From several directions, mainly out of the Department of Education and from efforts of the National Association of Scholars (NAS), and very quietly, there are some positive developments underway in American higher education, primarily in the form of repair work on laws, regulations, previous administrative edicts, and even some elements of foreign policy. Here are some of the most noteworthy:
- Secretary of Education Betsy DeVos proposes to repeal the Obama administration’s 2014 so-called “gainful employment rule”, which targeted for-profit colleges by penalizing them for excessive debt loads among their students, exclusively those enrolled in vocational programs and is clearly discriminatory against for-profit schools. It is true that colleges should have more of a stake and an incentive to reduce the debt loads of their students, but any such incentives should be broadly applied and not discriminatory against providers based on their tax status.

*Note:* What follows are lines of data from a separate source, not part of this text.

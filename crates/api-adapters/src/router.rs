use std::path::PathBuf;

use axum::{
    extract::DefaultBodyLimit,
    routing::{delete, get, post},
    Router,
};
use domains::{UploadLimit, MIB};
use services::MAX_IMAGES;
use tower_http::services::ServeDir;

use crate::handlers;
use crate::middleware::{cors_policy, trace_layer};
use crate::state::ApiState;

/// Largest accepted request: a full announcement gallery, its attachment
/// and form overhead.
pub const BODY_LIMIT: usize = MAX_IMAGES * UploadLimit::ANNOUNCEMENT_IMAGE.max_bytes
    + UploadLimit::ANNOUNCEMENT_FILE.max_bytes
    + MIB;

#[derive(Debug, Clone, Default)]
pub struct RouterOptions {
    pub cors_origins: Vec<String>,
    /// Serve locally stored uploads read-only under this URL prefix.
    pub uploads: Option<StaticUploads>,
}

#[derive(Debug, Clone)]
pub struct StaticUploads {
    pub dir: PathBuf,
    pub url_prefix: String,
}

pub fn build_router(state: ApiState, options: &RouterOptions) -> Router {
    let mut app = Router::new()
        .route("/api/health", get(handlers::health))
        .route("/api/admin/login", post(handlers::login))
        .route("/api/admin/logout", post(handlers::logout))
        .route("/api/events", get(handlers::list_events).post(handlers::create_event))
        .route("/api/events/{id}", delete(handlers::delete_event))
        .route(
            "/api/announcements",
            get(handlers::list_announcements).post(handlers::create_announcement),
        )
        .route("/api/announcements/{id}", delete(handlers::delete_announcement))
        .route("/api/contact", post(handlers::contact))
        .with_state(state);

    if let Some(uploads) = &options.uploads {
        app = app.nest_service(&uploads.url_prefix, ServeDir::new(&uploads.dir));
    }

    app.layer(DefaultBodyLimit::max(BODY_LIMIT))
        .layer(cors_policy(&options.cors_origins))
        .layer(trace_layer())
}

#[cfg(test)]
mod tests {
    use super::*;

    #[test]
    fn body_limit_fits_the_largest_valid_announcement() {
        let largest = MAX_IMAGES * UploadLimit::ANNOUNCEMENT_IMAGE.max_bytes
            + UploadLimit::ANNOUNCEMENT_FILE.max_bytes;
        assert!(BODY_LIMIT > largest);
        assert_eq!(BODY_LIMIT, 326 * MIB);
    }
}
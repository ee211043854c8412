//! # services
//!
//! Application logic of the dorm site, written against the ports in
//! `domains` only. Adapters are injected by the binary.

pub mod announcements;
pub mod auth;
pub mod clock;
pub mod contact;
mod content;
pub mod events;
pub mod rate_limit;
pub mod session;

pub use announcements::AnnouncementService;
pub use auth::{bearer_token, AdminAuth};
pub use clock::{ManualClock, SystemClock};
pub use contact::ContactService;
pub use content::MAX_IMAGES;
pub use events::EventService;
pub use rate_limit::LoginRateLimiter;
pub use session::{SessionStatus, SessionStore};
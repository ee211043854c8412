//! The filesystem media store behind the real router: files land on disk,
//! are served under `/uploads` and disappear with their record.

mod common;

use axum::{body::Body, http::Request, http::StatusCode};
use common::{Part, TestApp};

#[tokio::test]
async fn uploaded_image_is_served_and_removed_with_its_event() {
    let app = TestApp::builder().local_media().build();
    let token = app.login().await;

    let (status, event) = app
        .post_form(
            "/api/events",
            Some(&token),
            &[
                Part::text("title", "Kermes"),
                Part::text("date", "2025-05-01"),
                Part::image("images", "Stand.PNG"),
            ],
        )
        .await;
    assert_eq!(status, StatusCode::CREATED, "{event}");

    let url = event["imageUrl"].as_str().unwrap().to_string();
    assert!(url.starts_with("/uploads/"));
    assert!(url.ends_with(".png"));

    let (status, bytes) = app
        .send_raw(Request::get(url.as_str()).body(Body::empty()).unwrap())
        .await;
    assert_eq!(status, StatusCode::OK);
    assert!(bytes.starts_with(b"\x89PNG"));

    let on_disk = app.dir.path().join("uploads").join(url.trim_start_matches("/uploads/"));
    assert!(on_disk.exists());

    let id = event["id"].as_i64().unwrap();
    let (status, _) = app.delete(&format!("/api/events/{id}"), Some(&token)).await;
    assert_eq!(status, StatusCode::OK);
    assert!(!on_disk.exists());

    let (status, _) = app
        .send_raw(Request::get(url.as_str()).body(Body::empty()).unwrap())
        .await;
    assert_eq!(status, StatusCode::NOT_FOUND);
}

#[tokio::test]
async fn events_persist_as_a_json_array_on_disk() {
    let app = TestApp::new();
    let token = app.login().await;

    let (status, _) = app
        .post_form(
            "/api/events",
            Some(&token),
            &[Part::text("title", "Movie night"), Part::text("date", "2025-05-09")],
        )
        .await;
    assert_eq!(status, StatusCode::CREATED);

    let raw = std::fs::read_to_string(app.dir.path().join("data").join("events.json")).unwrap();
    let stored: serde_json::Value = serde_json::from_str(&raw).unwrap();
    assert_eq!(stored.as_array().unwrap().len(), 1);
    assert_eq!(stored[0]["title"], "Movie night");
}
//! Upload-then-persist and remove-then-cleanup sequences shared by the
//! event and announcement services.
//!
//! One policy for every backend: inputs are validated before the first
//! upload, and blobs stored for a request that then fails are deleted
//! best-effort before the error is returned.

use domains::{ContentRepo, MediaStore, Record, Result, StoredFile, Upload};
use futures_util::future::join_all;
use tracing::{debug, info, warn};

/// Maximum number of files accepted in one `images` field.
pub const MAX_IMAGES: usize = 12;

/// Tags each upload with its destination and checks it. Nothing is stored
/// until every upload of the request has passed.
pub(crate) fn prepare(uploads: Vec<Upload>, destination: &str) -> Result<Vec<Upload>> {
    uploads
        .into_iter()
        .map(|mut upload| {
            upload.check()?;
            upload.destination = destination.to_string();
            Ok(upload)
        })
        .collect()
}

/// Stores all uploads concurrently. All-or-nothing: on any failure the
/// siblings that did succeed are discarded.
pub(crate) async fn store_all(media: &dyn MediaStore, uploads: Vec<Upload>) -> Result<Vec<StoredFile>> {
    let results = join_all(uploads.into_iter().map(|upload| media.store(upload))).await;

    let mut stored = Vec::with_capacity(results.len());
    let mut failure = None;
    for result in results {
        match result {
            Ok(file) => stored.push(file),
            Err(err) => {
                failure.get_or_insert(err);
            }
        }
    }

    match failure {
        None => Ok(stored),
        Some(err) => {
            warn!(backend = media.backend(), error = %err, "upload failed, discarding siblings");
            discard(media, stored.iter()).await;
            Err(err)
        }
    }
}

/// Best-effort blob removal. Failures are logged, never returned.
pub(crate) async fn discard<'a>(media: &dyn MediaStore, files: impl IntoIterator<Item = &'a StoredFile>) {
    let deletions = files.into_iter().map(|file| async move {
        if let Err(err) = media.delete(&file.handle).await {
            warn!(
                backend = media.backend(),
                handle = %file.handle.id,
                error = %err,
                "blob cleanup failed"
            );
        }
    });
    join_all(deletions).await;
}

/// Inserts a record whose blobs are already stored, discarding the blobs if
/// the write fails.
pub(crate) async fn persist<T: Record>(
    repo: &dyn ContentRepo<T>,
    media: &dyn MediaStore,
    record: T,
) -> Result<T> {
    let files: Vec<StoredFile> = record.files().into_iter().cloned().collect();
    match repo.insert(record).await {
        Ok(saved) => {
            info!(collection = T::COLLECTION, id = saved.id(), files = files.len(), "record created");
            Ok(saved)
        }
        Err(err) => {
            warn!(collection = T::COLLECTION, error = %err, "record write failed, discarding uploads");
            discard(media, files.iter()).await;
            Err(err)
        }
    }
}

/// Removes a record, then its blobs. A missing id is a successful no-op.
pub(crate) async fn remove<T: Record>(
    repo: &dyn ContentRepo<T>,
    media: &dyn MediaStore,
    id: i64,
) -> Result<()> {
    let Some(removed) = repo.delete(id).await? else {
        debug!(collection = T::COLLECTION, id, "delete of unknown id");
        return Ok(());
    };
    discard(media, removed.files()).await;
    info!(collection = T::COLLECTION, id, "record deleted");
    Ok(())
}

- The Secretary also announced recently that she will soon release new rules strengthening due process protections for students accused of sexual assault on campus. The rules will narrow the definition of sexual assault that schools are required to adjudicate, restrict eligible cases to those that occur on campus, and raise the burden of proof used by schools in adjudicating such cases from the currently required “preponderance of evidence standard”. This is long overdue protection from these college administrator “kangaroo courts”.
- Congress is considering the reauthorization of the Higher Education Act of 1965 (HEA) under the name of The PROSPER Act and the NAS has been intimately involved in the process. Currently, due in large measure to the efforts of the NAS, the revised Act will improve protections for free speech on campus by eliminating free speech zones and restrictive speech codes; it adds strong protections for religious freedom and freedom of expression; it supports marketplace competition among delivery systems, including for-profit schools; and it streamlines and reforms Title IV student aid into a single loan program. There is much more to be done, but these provisions represent important improvements in the HEA.
- NAS has been heavily involved with studies of the various Confucius Institutes that have sprung up on over 100 American college and university campuses during the past 15 years. The original purpose of these CIs is to promote and teach Chinese culture and language around the world and currently there are several hundred Chinese teachers in CI programs on U. S. campuses. But there is growing concern that, in addition to the education mission, there is also a political mission that involves propaganda, influence purchasing, and surveillance useful to the Chinese government and possibly at odds with U. S. interests. NAS has conducted studies of the CIs and determined that some of these concerns are warranted and their reports have prompted the FBI to begin an investigation.
In the current highly charged environment, it is often difficult to break through the news cycle and find progress being made where “the rubber meets the road”, but there is some positive work being done by this administration and by its supportive non-profit institutions that is worthy of notice and these are good examples.